Task prompt: The task calls for each line of the records below in which the word "iter" appears.

(Source data)
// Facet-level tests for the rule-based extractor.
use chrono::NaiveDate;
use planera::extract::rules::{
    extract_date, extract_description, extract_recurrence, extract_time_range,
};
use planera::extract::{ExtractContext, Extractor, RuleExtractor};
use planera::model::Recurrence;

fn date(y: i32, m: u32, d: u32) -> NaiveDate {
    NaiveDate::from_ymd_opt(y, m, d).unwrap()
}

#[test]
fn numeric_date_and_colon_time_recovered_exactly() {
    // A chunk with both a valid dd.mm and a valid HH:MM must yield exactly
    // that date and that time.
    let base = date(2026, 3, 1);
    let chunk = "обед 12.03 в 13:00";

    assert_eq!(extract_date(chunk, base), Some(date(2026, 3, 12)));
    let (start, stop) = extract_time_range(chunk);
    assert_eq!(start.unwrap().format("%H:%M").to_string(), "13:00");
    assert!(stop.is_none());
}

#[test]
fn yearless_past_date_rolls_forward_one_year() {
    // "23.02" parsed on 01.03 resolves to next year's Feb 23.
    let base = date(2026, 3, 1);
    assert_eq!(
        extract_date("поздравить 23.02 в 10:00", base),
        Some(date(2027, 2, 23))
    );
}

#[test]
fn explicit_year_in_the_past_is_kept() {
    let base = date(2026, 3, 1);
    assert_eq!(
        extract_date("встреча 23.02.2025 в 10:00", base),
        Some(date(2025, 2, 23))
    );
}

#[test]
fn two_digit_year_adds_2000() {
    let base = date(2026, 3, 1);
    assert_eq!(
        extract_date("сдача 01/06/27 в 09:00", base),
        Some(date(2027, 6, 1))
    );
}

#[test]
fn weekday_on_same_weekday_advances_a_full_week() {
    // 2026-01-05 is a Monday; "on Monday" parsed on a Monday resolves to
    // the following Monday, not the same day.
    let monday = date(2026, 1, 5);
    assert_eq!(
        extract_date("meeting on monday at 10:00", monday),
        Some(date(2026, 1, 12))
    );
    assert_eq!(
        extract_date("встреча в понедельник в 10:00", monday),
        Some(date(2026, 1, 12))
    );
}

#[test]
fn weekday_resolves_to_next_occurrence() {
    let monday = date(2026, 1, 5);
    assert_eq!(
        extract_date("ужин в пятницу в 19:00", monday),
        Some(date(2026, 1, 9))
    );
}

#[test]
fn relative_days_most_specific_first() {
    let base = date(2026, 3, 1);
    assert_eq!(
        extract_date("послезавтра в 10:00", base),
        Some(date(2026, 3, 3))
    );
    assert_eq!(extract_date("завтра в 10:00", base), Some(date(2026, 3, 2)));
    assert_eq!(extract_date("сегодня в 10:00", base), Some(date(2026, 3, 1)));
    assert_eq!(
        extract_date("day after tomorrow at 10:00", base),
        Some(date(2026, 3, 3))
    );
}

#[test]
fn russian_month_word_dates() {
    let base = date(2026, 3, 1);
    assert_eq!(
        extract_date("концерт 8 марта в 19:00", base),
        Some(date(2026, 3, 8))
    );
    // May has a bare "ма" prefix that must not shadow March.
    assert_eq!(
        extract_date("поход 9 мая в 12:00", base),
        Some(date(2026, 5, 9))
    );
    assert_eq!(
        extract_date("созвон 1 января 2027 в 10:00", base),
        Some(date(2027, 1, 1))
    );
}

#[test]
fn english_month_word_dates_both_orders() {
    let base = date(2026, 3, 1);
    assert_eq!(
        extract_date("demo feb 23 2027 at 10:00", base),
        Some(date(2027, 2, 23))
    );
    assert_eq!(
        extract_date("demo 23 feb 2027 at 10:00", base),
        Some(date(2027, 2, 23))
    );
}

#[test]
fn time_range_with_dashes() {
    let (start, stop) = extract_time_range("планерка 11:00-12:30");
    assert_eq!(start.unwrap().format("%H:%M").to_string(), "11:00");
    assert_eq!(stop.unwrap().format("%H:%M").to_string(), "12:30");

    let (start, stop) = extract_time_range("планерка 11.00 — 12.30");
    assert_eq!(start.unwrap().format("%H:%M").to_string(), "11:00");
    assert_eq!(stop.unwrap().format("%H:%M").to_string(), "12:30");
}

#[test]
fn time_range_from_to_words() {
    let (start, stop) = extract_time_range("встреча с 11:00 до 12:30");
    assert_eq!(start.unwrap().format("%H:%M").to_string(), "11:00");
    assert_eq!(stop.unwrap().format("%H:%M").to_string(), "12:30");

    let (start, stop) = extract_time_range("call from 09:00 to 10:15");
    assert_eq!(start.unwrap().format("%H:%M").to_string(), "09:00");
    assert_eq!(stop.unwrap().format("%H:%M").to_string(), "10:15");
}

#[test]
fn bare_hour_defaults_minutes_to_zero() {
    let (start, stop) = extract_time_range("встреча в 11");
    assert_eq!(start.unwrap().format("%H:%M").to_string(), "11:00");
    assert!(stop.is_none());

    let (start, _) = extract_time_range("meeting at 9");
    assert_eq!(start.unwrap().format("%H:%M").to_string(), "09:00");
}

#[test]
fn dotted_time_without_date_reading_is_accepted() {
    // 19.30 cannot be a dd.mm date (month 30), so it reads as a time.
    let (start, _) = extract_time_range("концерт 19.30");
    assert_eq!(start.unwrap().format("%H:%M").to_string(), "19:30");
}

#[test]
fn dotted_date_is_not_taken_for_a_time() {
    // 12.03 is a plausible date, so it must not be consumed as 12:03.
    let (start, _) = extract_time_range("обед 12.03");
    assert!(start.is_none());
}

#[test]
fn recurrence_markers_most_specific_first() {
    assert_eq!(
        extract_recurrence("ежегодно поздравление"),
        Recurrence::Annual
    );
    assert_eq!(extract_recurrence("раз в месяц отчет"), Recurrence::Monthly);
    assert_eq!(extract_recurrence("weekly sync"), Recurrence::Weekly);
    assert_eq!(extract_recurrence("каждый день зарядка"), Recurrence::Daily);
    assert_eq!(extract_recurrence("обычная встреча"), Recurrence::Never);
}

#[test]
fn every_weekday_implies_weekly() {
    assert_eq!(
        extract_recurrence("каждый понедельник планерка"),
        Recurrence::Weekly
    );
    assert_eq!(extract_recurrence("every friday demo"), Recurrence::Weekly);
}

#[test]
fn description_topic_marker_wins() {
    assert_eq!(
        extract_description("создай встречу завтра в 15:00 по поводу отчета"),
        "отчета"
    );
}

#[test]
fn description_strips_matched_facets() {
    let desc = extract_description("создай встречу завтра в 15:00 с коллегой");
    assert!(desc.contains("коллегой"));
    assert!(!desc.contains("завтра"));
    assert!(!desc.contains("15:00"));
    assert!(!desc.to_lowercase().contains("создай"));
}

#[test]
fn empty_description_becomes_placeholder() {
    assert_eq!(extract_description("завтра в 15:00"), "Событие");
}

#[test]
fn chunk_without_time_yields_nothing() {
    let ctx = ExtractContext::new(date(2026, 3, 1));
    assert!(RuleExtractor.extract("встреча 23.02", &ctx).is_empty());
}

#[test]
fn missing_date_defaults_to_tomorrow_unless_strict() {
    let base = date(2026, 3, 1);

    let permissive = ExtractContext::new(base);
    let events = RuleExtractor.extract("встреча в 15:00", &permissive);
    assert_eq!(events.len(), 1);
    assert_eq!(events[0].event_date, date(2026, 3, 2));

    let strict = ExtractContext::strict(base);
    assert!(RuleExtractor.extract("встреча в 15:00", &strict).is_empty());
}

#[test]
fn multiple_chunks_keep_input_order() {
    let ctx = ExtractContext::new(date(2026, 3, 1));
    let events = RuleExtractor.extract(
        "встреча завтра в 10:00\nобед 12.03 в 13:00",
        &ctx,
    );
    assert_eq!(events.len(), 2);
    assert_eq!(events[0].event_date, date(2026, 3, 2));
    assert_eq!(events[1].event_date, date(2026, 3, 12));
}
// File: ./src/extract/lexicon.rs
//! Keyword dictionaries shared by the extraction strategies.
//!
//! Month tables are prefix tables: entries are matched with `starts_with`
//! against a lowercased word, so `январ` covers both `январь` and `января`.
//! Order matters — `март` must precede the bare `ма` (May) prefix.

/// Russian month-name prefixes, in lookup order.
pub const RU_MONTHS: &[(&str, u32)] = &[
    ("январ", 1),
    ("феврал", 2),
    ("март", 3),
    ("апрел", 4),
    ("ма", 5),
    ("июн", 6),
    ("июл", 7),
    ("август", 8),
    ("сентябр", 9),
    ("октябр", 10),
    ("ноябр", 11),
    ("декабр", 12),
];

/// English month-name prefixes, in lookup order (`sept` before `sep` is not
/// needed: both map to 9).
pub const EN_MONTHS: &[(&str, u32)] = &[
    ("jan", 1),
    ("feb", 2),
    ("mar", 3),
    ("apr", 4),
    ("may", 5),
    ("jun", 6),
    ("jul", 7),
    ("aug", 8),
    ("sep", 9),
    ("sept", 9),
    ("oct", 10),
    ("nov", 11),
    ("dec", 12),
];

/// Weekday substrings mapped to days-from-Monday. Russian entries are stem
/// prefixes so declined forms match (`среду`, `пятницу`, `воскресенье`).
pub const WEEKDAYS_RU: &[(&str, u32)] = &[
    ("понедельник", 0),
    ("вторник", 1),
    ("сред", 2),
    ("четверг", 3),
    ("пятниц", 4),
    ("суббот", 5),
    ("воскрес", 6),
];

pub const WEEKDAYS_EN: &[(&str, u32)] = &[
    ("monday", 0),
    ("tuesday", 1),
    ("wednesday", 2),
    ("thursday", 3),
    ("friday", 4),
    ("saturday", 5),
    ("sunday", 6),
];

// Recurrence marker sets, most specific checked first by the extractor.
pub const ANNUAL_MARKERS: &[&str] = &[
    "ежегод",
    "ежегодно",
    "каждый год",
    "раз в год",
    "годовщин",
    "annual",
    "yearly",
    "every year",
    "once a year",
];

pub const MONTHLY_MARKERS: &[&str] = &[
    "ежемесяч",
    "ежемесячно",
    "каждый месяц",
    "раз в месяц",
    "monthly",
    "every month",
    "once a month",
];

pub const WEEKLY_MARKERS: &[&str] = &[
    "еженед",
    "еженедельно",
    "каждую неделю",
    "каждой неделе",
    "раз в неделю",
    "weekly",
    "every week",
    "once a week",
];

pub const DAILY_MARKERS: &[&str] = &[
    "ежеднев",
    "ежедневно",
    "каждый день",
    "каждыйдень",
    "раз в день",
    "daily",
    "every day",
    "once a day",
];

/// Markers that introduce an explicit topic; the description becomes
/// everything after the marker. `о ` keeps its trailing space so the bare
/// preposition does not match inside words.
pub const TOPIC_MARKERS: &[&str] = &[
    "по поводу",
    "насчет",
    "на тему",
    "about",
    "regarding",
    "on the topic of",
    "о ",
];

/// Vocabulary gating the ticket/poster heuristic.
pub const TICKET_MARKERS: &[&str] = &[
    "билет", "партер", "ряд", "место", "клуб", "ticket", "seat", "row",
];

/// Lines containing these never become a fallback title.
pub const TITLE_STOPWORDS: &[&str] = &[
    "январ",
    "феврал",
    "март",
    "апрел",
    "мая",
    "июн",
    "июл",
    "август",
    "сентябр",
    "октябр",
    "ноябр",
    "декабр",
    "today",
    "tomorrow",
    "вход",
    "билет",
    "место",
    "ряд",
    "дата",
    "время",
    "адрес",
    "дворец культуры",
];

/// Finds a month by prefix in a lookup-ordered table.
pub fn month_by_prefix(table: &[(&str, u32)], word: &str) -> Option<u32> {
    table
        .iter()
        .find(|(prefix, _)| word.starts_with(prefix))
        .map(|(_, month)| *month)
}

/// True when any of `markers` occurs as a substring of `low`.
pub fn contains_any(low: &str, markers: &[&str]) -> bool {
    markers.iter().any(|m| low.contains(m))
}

* * *

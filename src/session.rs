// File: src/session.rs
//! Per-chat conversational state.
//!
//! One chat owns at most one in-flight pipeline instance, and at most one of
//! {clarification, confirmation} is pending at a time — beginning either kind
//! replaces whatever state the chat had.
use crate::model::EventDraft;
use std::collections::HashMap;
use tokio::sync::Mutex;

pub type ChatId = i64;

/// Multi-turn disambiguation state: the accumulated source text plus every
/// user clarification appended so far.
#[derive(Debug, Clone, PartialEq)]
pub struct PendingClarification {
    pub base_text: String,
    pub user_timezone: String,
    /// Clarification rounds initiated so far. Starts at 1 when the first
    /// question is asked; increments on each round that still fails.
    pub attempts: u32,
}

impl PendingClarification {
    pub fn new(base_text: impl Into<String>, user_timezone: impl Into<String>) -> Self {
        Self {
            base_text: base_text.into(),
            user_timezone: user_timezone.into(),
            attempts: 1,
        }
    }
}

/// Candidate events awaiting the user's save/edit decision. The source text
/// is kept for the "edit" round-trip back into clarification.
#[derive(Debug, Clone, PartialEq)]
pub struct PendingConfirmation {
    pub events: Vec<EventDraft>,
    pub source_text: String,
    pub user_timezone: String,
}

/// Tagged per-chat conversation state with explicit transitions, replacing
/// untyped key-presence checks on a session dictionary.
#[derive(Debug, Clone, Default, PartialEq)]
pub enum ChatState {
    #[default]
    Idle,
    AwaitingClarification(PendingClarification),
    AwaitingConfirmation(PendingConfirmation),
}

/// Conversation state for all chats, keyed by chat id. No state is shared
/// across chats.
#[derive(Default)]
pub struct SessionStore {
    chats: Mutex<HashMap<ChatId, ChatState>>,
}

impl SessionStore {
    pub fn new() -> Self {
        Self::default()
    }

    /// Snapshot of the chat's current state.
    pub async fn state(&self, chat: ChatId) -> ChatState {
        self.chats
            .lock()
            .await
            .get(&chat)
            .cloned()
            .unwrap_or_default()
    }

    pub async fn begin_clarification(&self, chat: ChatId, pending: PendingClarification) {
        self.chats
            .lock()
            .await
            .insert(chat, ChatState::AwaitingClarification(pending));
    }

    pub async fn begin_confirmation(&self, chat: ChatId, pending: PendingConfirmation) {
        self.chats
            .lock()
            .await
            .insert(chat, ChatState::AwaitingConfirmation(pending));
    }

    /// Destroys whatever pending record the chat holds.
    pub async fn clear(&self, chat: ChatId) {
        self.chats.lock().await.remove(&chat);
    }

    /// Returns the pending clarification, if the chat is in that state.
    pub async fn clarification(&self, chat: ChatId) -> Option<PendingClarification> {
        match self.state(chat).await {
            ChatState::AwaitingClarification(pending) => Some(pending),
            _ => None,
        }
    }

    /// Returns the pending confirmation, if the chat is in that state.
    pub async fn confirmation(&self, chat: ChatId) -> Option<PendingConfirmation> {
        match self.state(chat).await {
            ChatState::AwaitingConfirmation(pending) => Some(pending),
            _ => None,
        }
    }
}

Answer to this task:
        .iter()
    markers.iter().any(|m| low.contains(m))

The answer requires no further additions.